#### DATA:
// SPDX-License-Identifier: MIT
// Copyright 2026 Roland Dreier <roland@rolandd.dev>

//! Combined where/when/what predicate over the baseline set.
//!
//! `recompute` is a pure function: the output is the ordered subsequence of
//! the baseline that passes every predicate. Unparsable dates and missing
//! coordinates degrade to "this predicate does not admit the activity"
//! (or, for the filter side, "no constraint") and never abort the scan.

use crate::models::{Activity, WhatFilter, WhenFilter, WhereFilter};
use crate::services::distance::within_radius;
use crate::services::matcher::{matches_category, matches_keyword};
use crate::services::period::{is_range_text, parse_instant, parse_period, Instant, Period};
use geo::Point;

/// Filter the baseline, preserving its order.
pub fn recompute(
    baseline: &[Activity],
    where_: &WhereFilter,
    when: &WhenFilter,
    what: &WhatFilter,
) -> Vec<Activity> {
    let predicate = Predicate::new(where_, when, what);
    let activities: Vec<Activity> = baseline
        .iter()
        .filter(|activity| predicate.matches(activity))
        .cloned()
        .collect();

    tracing::debug!(
        baseline = baseline.len(),
        matched = activities.len(),
        "Recomputed activity view"
    );
    activities
}

/// Parsed form of the date filter, resolved once per recomputation.
#[derive(Debug, Clone, Copy)]
enum DateConstraint {
    /// Activity period must overlap this one.
    Overlaps(Period),
    /// Activity period must contain this day.
    Contains(Instant),
}

impl DateConstraint {
    fn parse(when: &WhenFilter) -> Option<Self> {
        if when.is_empty() {
            return None;
        }

        // Unparsable filters impose nothing
        let text = when.as_str();
        if is_range_text(text) {
            parse_period(text).map(DateConstraint::Overlaps)
        } else {
            parse_instant(text).map(DateConstraint::Contains)
        }
    }

    fn admits(&self, activity: &Activity) -> bool {
        let Some(period) = parse_period(&activity.when) else {
            return false;
        };

        match self {
            DateConstraint::Overlaps(filter) => filter.overlaps(&period),
            DateConstraint::Contains(day) => period.contains(*day),
        }
    }
}

/// All predicates combined, with filter-side parsing done up front.
struct Predicate<'a> {
    radius: Option<(Point<f64>, f64)>,
    date: Option<DateConstraint>,
    what: &'a WhatFilter,
}

impl<'a> Predicate<'a> {
    fn new(where_: &WhereFilter, when: &WhenFilter, what: &'a WhatFilter) -> Self {
        Self {
            radius: where_.radius(),
            date: DateConstraint::parse(when),
            what,
        }
    }

    fn matches(&self, activity: &Activity) -> bool {
        self.matches_where(activity)
            && self.matches_when(activity)
            && matches_category(activity, self.what)
            && matches_keyword(activity, &self.what.keyword)
    }

    fn matches_where(&self, activity: &Activity) -> bool {
        match self.radius {
            Some((center, radius_km)) => within_radius(activity.point(), Some(center), radius_km),
            None => true,
        }
    }

    fn matches_when(&self, activity: &Activity) -> bool {
        self.date.is_none_or(|date| date.admits(activity))
    }
}
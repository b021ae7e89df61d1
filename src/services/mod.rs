// SPDX-License-Identifier: MIT
// Copyright 2026 Roland Dreier <roland@rolandd.dev>

//! Services module - discovery engine and supporting services.

pub mod catalog;
pub mod controller;
pub mod distance;
pub mod favorites;
pub mod filter;
pub mod matcher;
pub mod period;

pub use catalog::CatalogService;
pub use controller::{FetchTicket, FilterController};
pub use distance::{distance_km, within_radius};
pub use favorites::{Favorite, FavoritesService};
pub use filter::recompute;
pub use matcher::{resolve_selection, toggle_exclusion, Selection};
pub use period::{parse_instant, parse_period, Instant, Period};
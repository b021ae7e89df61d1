// SPDX-License-Identifier: MIT
// Copyright 2026 Roland Dreier <roland@kernel.org>

//! Listed activity model, as served by the activity backend.

use geo::Point;
use serde::{Deserialize, Serialize};
#[cfg(feature = "binding-generation")]
use ts_rs::TS;

/// One listed event or place.
#[derive(Debug, Clone, PartialEq, Serialize, Deserialize)]
#[cfg_attr(feature = "binding-generation", derive(TS))]
#[cfg_attr(
    feature = "binding-generation",
    ts(export, export_to = "web/src/lib/generated/")
)]
pub struct Activity {
    /// Backend document ID
    #[serde(rename = "_id")]
    pub id: String,
    pub title: String,
    #[serde(default)]
    pub description: String,
    /// Category name from the taxonomy
    #[serde(default)]
    pub category: Option<String>,
    /// Subcategory name from the taxonomy
    #[serde(default)]
    pub subcategory: Option<String>,
    /// Single date ("D1") or range ("D1 - D2"), may be unparsable
    #[serde(default)]
    pub when: String,
    #[serde(default)]
    pub lat: Option<f64>,
    #[serde(default)]
    pub lon: Option<f64>,
    /// Human-readable address
    #[serde(default)]
    pub location: Option<String>,
    /// Image URL
    #[serde(default)]
    pub image: Option<String>,
}

impl Activity {
    /// Coordinates as a point (x = longitude, y = latitude), if both are known.
    pub fn point(&self) -> Option<Point<f64>> {
        match (self.lat, self.lon) {
            (Some(lat), Some(lon)) => Some(Point::new(lon, lat)),
            _ => None,
        }
    }
}
// SPDX-License-Identifier: MIT
// Copyright 2026 Roland Dreier <roland@rolandd.dev>

//! Catalog administration routes.

use crate::error::{AppError, Result};
use crate::models::Session;
use crate::AppState;
use axum::{extract::State, routing::post, Extension, Json, Router};
use serde::Serialize;
use std::sync::Arc;
#[cfg(feature = "binding-generation")]
use ts_rs::TS;

/// Catalog routes (require authentication and the admin role).
pub fn routes() -> Router<Arc<AppState>> {
    Router::new().route("/api/catalog/refresh", post(refresh_catalog))
}

#[derive(Serialize)]
#[cfg_attr(feature = "binding-generation", derive(TS))]
#[cfg_attr(
    feature = "binding-generation",
    ts(export, export_to = "web/src/lib/generated/")
)]
pub struct RefreshResponse {
    /// False when a concurrent, newer refresh won
    pub refreshed: bool,
    /// Size of the baseline now being served
    pub count: u32,
}

/// Refetch the baseline from the activity backend.
async fn refresh_catalog(
    State(state): State<Arc<AppState>>,
    Extension(session): Extension<Session>,
) -> Result<Json<RefreshResponse>> {
    if !session.identity.is_admin() {
        tracing::warn!(user = %session.identity.id, "Catalog refresh denied");
        return Err(AppError::Forbidden);
    }

    tracing::info!(user = %session.identity.id, "Catalog refresh requested");
    let refreshed = state.catalog.refresh().await?.is_some();
    let count = state.catalog.snapshot().await.len() as u32;

    Ok(Json(RefreshResponse { refreshed, count }))
}
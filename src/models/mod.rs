// SPDX-License-Identifier: MIT
// Copyright 2026 Roland Dreier <roland@kernel.org>

//! Data models for the application.

pub mod activity;
pub mod filters;
pub mod taxonomy;
pub mod user;

pub use activity::Activity;
pub use filters::{WhatFilter, WhenFilter, WhereFilter};
pub use taxonomy::{Category, Taxonomy, TaxonomyError};
pub use user::{Identity, Session};
// SPDX-License-Identifier: MIT
// Copyright 2026 Roland Dreier <roland@rolandd.dev>

//! Activity Finder API Server
//!
//! Serves filtered views of the activity catalog fetched from the activity
//! backend, plus per-user bookmarks.

use activity_finder::{
    config::Config,
    models::Taxonomy,
    services::{CatalogService, FavoritesService},
    AppState,
};
use std::sync::Arc;
use tracing_subscriber::{layer::SubscriberExt, util::SubscriberInitExt};

#[tokio::main]
async fn main() -> Result<(), Box<dyn std::error::Error>> {
    // Initialize structured JSON logging
    init_logging()?;

    // Load configuration from environment
    let config = Config::from_env()?;
    tracing::info!(port = config.port, "Starting Activity Finder API");

    // Load taxonomy
    let taxonomy = match &config.taxonomy_path {
        Some(path) => {
            tracing::info!(path = %path.display(), "Loading taxonomy");
            Taxonomy::load_from_file(path)?
        }
        None => Taxonomy::default(),
    };

    // Fetch the baseline once. A failed fetch leaves an empty catalog that
    // can be refreshed later.
    let catalog = CatalogService::new(&config.catalog_url)?;
    match catalog.refresh().await {
        Ok(count) => tracing::info!(count = ?count, "Catalog loaded"),
        Err(e) => tracing::warn!(error = %e, "Initial catalog fetch failed"),
    }

    // Build shared state
    let state = Arc::new(AppState {
        config: config.clone(),
        taxonomy: Arc::new(taxonomy),
        catalog,
        favorites: FavoritesService::new(),
    });

    // Build router
    let app = activity_finder::routes::create_router(state);

    // Start server
    let addr = format!("0.0.0.0:{}", config.port);
    let listener = tokio::net::TcpListener::bind(&addr).await?;
    tracing::info!(address = %addr, "Server listening");

    axum::serve(listener, app).await?;
    Ok(())
}

/// Initialize structured JSON logging.
fn init_logging() -> Result<(), Box<dyn std::error::Error>> {
    let format = tracing_subscriber::fmt::layer()
        .json()
        .with_target(false)
        .with_current_span(true)
        .flatten_event(true);

    tracing_subscriber::registry()
        .with(
            tracing_subscriber::EnvFilter::from_default_env()
                .add_directive("activity_finder=debug".parse()?)
                .add_directive("info".parse()?),
        )
        .with(format)
        .init();
    Ok(())
}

#### AIM OF THE TASK:
If a line in the records includes "async", it counts toward the total; report that total by itself.

#### YOUR RESPONSE:
2